> Records supplied
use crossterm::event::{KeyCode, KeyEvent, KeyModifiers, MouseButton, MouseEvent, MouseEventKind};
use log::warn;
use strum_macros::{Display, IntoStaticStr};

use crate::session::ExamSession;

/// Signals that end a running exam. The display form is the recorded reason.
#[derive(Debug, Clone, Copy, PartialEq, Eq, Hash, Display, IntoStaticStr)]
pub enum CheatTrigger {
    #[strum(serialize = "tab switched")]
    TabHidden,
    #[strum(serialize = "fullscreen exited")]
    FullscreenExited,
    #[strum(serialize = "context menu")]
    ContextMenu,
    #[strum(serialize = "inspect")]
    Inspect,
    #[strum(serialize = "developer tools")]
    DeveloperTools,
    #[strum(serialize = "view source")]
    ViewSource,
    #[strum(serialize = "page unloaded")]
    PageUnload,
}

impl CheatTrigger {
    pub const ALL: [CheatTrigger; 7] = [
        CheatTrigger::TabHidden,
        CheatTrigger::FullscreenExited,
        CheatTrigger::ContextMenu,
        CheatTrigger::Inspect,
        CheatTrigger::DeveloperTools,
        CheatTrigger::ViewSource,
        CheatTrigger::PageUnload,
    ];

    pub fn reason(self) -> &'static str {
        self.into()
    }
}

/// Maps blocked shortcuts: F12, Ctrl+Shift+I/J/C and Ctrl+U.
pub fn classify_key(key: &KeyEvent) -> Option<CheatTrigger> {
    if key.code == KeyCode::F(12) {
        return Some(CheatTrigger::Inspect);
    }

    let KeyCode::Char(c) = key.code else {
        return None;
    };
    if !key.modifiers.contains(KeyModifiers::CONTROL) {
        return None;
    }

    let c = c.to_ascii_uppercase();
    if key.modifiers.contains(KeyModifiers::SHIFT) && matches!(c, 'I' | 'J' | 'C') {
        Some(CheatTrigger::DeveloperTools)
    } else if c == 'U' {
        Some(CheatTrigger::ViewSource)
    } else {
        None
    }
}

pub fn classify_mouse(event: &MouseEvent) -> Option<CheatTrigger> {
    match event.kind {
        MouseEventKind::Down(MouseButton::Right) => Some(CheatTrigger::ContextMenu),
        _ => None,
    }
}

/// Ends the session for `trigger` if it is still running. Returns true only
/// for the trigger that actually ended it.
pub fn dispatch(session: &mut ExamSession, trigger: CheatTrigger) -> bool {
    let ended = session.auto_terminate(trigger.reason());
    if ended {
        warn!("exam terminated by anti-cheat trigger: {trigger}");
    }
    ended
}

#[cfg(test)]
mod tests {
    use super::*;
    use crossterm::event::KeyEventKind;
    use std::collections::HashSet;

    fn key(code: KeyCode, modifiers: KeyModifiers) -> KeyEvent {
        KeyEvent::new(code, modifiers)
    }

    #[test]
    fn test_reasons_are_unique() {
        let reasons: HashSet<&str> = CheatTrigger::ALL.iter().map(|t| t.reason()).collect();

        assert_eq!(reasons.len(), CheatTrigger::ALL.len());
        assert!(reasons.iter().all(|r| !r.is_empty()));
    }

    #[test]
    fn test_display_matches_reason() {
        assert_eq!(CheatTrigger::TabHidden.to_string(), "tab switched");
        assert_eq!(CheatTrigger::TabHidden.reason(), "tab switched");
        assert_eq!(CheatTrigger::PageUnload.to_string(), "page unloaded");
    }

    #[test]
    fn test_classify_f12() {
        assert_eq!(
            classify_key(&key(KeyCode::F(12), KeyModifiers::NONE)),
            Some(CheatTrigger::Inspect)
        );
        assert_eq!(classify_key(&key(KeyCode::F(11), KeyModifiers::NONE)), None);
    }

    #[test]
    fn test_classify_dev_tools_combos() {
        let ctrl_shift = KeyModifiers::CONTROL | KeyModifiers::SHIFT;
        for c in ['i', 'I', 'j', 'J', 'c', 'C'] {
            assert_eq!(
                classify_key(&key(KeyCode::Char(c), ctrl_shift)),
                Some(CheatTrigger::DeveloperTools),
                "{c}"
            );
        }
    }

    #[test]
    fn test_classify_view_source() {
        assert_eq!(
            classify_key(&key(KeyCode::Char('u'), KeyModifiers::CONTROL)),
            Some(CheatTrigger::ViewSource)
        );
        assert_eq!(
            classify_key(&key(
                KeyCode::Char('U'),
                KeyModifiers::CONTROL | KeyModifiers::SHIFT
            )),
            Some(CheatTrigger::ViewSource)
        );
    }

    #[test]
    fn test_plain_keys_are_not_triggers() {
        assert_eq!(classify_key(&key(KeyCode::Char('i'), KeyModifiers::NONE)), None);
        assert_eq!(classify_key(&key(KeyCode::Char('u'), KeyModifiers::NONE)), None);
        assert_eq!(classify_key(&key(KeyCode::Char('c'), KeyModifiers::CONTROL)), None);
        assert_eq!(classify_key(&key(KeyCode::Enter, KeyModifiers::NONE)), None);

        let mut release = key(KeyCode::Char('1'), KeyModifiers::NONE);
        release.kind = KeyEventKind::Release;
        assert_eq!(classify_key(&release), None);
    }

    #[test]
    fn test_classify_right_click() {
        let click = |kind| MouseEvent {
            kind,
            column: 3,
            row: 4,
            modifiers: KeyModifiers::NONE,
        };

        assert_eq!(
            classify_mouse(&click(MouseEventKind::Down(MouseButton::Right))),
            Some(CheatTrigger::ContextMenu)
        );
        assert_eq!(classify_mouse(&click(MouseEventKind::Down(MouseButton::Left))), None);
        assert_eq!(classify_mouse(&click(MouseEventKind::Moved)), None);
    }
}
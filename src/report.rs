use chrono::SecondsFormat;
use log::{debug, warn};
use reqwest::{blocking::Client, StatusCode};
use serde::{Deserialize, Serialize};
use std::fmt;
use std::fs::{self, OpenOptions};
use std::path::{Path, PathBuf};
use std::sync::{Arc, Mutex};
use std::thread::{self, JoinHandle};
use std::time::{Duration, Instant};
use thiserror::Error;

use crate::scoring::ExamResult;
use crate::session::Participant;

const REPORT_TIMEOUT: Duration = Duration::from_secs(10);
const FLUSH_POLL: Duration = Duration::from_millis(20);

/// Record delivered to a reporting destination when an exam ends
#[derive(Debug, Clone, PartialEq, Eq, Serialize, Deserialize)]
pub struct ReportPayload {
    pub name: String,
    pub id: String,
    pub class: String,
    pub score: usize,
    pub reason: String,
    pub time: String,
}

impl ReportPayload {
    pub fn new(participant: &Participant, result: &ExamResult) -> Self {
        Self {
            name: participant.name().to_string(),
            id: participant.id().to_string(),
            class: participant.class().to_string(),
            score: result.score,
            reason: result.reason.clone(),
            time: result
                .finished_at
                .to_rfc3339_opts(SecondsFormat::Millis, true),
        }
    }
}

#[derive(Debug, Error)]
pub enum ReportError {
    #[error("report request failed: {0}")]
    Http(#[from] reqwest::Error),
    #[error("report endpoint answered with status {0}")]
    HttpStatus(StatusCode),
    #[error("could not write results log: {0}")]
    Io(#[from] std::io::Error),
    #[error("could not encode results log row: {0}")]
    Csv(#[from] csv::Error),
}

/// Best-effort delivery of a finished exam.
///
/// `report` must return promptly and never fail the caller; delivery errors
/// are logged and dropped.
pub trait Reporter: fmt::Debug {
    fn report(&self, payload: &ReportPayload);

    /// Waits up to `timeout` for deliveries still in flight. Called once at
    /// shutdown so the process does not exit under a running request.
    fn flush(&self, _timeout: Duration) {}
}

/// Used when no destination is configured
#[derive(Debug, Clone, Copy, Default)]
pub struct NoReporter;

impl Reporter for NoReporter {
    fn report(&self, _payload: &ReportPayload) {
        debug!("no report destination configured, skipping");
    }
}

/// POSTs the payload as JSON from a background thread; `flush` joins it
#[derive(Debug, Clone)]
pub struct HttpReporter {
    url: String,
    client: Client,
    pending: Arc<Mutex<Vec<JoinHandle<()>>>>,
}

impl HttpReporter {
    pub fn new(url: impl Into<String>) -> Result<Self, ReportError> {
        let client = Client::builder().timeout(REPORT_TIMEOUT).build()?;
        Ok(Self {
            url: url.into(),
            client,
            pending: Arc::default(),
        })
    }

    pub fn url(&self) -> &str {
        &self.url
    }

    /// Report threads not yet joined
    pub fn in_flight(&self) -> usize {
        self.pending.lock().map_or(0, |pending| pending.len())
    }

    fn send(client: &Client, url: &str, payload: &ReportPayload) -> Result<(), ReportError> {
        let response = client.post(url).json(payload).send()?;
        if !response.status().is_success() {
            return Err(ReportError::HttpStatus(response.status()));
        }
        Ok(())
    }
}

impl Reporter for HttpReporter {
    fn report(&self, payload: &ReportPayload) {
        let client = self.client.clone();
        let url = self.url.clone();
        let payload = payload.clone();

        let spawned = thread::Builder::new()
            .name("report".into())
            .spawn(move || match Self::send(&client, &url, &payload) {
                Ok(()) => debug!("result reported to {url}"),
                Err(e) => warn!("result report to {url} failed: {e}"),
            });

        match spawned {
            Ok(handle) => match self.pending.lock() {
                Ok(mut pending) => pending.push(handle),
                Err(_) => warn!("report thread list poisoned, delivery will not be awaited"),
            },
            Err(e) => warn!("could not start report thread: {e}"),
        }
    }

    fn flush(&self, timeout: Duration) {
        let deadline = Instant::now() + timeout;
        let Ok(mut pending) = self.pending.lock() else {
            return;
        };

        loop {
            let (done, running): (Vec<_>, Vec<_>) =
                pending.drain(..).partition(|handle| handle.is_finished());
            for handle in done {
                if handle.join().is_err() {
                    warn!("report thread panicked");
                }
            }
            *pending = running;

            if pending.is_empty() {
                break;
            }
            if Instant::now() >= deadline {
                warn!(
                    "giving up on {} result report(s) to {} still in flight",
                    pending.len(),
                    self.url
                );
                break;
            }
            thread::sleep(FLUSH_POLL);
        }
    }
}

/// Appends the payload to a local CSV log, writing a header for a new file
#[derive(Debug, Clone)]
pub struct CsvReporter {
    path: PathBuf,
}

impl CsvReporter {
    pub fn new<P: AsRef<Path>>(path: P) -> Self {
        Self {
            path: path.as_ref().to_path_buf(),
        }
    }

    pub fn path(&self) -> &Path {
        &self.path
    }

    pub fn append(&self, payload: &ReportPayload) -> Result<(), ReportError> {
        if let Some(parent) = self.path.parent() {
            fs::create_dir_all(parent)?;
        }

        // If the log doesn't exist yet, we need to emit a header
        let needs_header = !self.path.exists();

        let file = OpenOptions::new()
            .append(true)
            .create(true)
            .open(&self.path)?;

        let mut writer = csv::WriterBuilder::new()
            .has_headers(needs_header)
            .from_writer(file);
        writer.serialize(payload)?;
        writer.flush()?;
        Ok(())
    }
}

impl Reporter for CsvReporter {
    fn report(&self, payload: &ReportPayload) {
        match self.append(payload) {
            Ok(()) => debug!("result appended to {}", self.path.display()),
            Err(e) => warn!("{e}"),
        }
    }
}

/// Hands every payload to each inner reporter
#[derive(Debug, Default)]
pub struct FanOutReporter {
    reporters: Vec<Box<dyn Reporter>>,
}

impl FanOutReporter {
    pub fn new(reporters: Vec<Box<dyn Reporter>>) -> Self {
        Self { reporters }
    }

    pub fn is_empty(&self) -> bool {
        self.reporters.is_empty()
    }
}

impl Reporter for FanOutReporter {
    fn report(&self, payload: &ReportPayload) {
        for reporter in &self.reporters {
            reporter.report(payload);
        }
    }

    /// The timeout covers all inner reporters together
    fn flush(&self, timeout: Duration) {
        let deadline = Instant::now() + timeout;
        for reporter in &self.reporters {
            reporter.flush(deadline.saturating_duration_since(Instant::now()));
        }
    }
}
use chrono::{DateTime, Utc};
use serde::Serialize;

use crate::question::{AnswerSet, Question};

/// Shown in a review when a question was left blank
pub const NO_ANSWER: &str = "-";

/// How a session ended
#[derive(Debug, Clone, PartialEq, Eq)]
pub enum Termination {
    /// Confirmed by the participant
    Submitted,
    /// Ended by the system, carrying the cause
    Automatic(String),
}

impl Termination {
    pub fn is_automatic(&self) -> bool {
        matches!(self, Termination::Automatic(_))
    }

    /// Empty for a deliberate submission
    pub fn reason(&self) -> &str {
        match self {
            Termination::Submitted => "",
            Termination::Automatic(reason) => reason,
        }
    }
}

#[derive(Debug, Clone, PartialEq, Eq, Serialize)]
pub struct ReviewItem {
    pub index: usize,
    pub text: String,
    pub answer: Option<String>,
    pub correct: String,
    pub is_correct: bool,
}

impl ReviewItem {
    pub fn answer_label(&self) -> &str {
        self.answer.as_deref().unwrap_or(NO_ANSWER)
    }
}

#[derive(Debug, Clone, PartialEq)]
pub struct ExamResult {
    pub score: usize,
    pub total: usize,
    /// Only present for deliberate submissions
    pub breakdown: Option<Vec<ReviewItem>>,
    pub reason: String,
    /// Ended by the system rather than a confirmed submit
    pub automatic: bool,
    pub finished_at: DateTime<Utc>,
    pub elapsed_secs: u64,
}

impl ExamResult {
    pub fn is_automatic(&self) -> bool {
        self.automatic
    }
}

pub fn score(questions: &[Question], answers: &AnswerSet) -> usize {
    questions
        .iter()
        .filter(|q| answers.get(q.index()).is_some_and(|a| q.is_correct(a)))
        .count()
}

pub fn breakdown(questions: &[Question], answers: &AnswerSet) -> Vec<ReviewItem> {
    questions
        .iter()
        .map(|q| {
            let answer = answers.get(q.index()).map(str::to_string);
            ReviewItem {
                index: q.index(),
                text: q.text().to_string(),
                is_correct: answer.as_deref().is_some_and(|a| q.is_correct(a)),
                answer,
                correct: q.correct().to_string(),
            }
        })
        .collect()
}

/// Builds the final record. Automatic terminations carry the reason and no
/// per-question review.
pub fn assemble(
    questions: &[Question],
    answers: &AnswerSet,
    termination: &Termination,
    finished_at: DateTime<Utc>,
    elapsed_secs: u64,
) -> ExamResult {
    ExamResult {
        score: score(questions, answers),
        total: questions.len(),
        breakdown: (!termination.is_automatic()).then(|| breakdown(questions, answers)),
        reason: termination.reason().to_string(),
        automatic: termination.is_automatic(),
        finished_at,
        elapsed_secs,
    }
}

==

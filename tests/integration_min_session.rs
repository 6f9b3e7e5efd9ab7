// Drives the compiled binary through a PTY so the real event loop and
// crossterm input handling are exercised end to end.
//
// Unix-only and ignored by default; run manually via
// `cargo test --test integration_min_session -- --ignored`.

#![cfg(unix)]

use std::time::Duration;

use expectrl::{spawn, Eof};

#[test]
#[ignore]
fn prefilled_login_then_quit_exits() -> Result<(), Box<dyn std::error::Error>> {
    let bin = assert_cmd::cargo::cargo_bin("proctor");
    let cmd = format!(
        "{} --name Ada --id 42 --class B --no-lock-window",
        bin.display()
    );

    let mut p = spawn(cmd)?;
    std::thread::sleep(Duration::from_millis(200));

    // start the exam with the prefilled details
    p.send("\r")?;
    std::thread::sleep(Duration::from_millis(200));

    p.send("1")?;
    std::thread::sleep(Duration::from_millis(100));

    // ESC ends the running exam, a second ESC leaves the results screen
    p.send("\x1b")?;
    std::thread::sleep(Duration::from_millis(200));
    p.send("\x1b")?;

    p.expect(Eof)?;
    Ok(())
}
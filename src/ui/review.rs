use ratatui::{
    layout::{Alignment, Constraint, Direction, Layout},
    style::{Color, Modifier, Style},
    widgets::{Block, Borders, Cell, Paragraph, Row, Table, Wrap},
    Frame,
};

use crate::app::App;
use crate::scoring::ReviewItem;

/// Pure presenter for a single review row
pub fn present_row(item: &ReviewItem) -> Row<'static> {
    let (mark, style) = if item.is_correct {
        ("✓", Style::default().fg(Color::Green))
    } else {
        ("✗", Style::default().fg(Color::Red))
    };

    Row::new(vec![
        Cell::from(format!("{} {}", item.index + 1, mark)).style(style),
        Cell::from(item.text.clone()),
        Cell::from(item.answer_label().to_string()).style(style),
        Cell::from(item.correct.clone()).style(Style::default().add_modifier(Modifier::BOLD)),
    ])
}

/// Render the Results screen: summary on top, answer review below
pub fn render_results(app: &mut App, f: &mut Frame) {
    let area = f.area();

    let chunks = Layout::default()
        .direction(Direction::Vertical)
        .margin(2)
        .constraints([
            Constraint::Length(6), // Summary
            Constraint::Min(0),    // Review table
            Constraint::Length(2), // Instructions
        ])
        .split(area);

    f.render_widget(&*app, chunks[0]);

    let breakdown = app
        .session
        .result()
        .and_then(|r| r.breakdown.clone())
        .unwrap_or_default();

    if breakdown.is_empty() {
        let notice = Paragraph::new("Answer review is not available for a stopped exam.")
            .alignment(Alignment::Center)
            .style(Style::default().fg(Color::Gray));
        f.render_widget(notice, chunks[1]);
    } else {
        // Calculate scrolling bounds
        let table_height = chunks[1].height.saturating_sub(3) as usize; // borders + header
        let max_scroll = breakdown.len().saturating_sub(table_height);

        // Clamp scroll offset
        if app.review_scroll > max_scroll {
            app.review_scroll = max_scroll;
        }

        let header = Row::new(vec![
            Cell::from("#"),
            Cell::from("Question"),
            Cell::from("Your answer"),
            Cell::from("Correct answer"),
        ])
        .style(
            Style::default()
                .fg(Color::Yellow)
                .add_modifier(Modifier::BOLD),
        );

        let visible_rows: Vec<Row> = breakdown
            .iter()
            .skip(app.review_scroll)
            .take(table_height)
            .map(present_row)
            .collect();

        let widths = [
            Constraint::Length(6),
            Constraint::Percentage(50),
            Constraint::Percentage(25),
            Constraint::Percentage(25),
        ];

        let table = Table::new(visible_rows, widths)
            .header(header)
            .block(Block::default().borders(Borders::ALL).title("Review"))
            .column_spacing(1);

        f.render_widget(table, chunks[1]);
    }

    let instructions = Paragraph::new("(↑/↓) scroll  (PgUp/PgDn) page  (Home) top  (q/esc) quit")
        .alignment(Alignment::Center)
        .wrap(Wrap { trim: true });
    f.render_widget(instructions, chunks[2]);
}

* * *

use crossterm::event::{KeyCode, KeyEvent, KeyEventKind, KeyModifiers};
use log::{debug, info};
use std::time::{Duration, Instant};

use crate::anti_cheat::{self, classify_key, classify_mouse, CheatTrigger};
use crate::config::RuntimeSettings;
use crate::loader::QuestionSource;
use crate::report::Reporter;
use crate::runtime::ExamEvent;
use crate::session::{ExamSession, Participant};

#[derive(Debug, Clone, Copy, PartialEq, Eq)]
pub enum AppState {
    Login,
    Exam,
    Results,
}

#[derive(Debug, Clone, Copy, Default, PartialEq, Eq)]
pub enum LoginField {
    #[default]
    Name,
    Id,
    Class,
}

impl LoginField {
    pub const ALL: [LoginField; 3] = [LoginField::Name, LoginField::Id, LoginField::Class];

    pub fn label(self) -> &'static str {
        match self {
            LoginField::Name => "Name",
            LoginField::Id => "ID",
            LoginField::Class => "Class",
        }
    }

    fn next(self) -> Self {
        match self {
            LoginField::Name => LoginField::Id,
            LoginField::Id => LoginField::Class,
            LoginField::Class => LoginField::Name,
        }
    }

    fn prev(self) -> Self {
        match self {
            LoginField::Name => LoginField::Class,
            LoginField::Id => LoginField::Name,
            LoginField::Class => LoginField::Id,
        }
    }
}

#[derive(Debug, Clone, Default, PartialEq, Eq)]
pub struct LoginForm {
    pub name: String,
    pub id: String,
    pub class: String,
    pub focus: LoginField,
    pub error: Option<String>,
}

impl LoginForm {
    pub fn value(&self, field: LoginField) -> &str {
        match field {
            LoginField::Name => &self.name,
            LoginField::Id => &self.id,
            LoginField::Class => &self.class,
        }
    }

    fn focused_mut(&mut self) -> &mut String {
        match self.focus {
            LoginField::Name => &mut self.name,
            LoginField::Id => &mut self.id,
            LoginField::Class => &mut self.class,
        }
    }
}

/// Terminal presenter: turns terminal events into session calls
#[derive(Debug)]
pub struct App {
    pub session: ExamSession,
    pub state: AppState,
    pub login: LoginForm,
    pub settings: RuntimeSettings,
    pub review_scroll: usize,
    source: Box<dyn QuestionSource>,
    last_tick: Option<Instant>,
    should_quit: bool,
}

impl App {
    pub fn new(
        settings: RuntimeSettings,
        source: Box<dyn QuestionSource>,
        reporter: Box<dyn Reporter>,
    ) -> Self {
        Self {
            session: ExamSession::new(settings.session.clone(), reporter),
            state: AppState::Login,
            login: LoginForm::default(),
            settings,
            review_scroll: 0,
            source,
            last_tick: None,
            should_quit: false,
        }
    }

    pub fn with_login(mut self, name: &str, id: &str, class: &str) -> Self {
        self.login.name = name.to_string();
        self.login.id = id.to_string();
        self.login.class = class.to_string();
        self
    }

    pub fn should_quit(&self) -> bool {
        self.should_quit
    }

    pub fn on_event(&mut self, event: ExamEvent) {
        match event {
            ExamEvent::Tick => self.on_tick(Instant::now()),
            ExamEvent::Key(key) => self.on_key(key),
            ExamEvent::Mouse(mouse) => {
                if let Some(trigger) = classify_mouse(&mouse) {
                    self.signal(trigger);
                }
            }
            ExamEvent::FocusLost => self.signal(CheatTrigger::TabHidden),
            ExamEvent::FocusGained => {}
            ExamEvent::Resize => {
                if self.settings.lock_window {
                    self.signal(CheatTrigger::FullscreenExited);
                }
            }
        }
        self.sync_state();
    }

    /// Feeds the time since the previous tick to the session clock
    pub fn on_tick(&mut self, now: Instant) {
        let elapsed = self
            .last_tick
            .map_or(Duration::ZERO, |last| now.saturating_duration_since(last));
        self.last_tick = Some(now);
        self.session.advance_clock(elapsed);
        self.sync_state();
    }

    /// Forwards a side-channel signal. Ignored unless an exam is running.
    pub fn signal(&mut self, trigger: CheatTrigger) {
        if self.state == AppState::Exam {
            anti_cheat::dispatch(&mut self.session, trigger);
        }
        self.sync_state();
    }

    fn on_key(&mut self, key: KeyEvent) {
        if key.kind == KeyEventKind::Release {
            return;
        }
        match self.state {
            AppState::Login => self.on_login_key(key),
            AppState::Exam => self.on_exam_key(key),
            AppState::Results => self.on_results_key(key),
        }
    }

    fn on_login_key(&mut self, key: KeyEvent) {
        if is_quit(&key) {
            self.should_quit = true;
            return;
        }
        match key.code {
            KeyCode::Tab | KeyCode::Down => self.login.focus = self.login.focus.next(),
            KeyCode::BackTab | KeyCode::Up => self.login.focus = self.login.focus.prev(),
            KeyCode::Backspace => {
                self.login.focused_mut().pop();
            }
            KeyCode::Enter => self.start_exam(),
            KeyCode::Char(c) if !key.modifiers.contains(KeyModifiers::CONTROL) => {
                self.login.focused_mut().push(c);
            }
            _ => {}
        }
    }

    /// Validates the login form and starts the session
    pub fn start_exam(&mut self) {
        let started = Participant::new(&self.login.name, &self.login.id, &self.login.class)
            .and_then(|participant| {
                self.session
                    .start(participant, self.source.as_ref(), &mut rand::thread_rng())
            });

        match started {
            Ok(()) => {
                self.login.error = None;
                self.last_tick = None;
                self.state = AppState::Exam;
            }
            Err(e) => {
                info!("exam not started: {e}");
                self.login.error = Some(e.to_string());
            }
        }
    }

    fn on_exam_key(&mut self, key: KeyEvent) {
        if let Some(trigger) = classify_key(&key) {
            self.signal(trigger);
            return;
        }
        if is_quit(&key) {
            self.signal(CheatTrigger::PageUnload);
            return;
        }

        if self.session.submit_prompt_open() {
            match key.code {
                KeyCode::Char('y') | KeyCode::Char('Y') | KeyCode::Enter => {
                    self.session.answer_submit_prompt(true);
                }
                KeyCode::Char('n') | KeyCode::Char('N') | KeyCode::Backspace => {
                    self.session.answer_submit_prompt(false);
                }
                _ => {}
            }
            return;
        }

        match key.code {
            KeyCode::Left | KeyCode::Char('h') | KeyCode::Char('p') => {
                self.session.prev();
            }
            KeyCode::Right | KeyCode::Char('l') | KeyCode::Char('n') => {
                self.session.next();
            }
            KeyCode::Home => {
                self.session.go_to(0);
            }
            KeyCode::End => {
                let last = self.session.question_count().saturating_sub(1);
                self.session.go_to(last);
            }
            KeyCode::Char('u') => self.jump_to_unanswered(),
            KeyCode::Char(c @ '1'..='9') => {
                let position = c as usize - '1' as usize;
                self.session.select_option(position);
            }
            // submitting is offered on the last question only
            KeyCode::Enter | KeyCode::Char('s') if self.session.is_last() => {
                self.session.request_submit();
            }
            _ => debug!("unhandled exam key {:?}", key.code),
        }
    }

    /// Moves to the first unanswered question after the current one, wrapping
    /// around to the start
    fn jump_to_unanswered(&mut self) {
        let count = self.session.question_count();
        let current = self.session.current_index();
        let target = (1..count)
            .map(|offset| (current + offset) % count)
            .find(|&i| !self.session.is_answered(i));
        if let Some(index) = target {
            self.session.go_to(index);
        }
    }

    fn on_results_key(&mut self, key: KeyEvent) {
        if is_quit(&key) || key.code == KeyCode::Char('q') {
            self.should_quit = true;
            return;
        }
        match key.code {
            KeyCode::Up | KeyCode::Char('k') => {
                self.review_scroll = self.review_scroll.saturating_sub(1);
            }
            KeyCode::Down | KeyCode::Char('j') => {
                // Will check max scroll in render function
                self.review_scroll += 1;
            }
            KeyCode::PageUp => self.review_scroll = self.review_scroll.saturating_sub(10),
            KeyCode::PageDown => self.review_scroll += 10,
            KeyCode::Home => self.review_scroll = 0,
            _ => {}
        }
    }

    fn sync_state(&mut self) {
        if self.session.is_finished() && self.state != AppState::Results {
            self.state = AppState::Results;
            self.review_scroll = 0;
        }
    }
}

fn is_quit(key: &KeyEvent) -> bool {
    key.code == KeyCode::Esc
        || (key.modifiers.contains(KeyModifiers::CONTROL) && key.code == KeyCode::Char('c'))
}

> Requirement
Lines, not occurrences, are what count: report how many lines of the records above include the word "current", and nothing else.

> Solution to the problem
3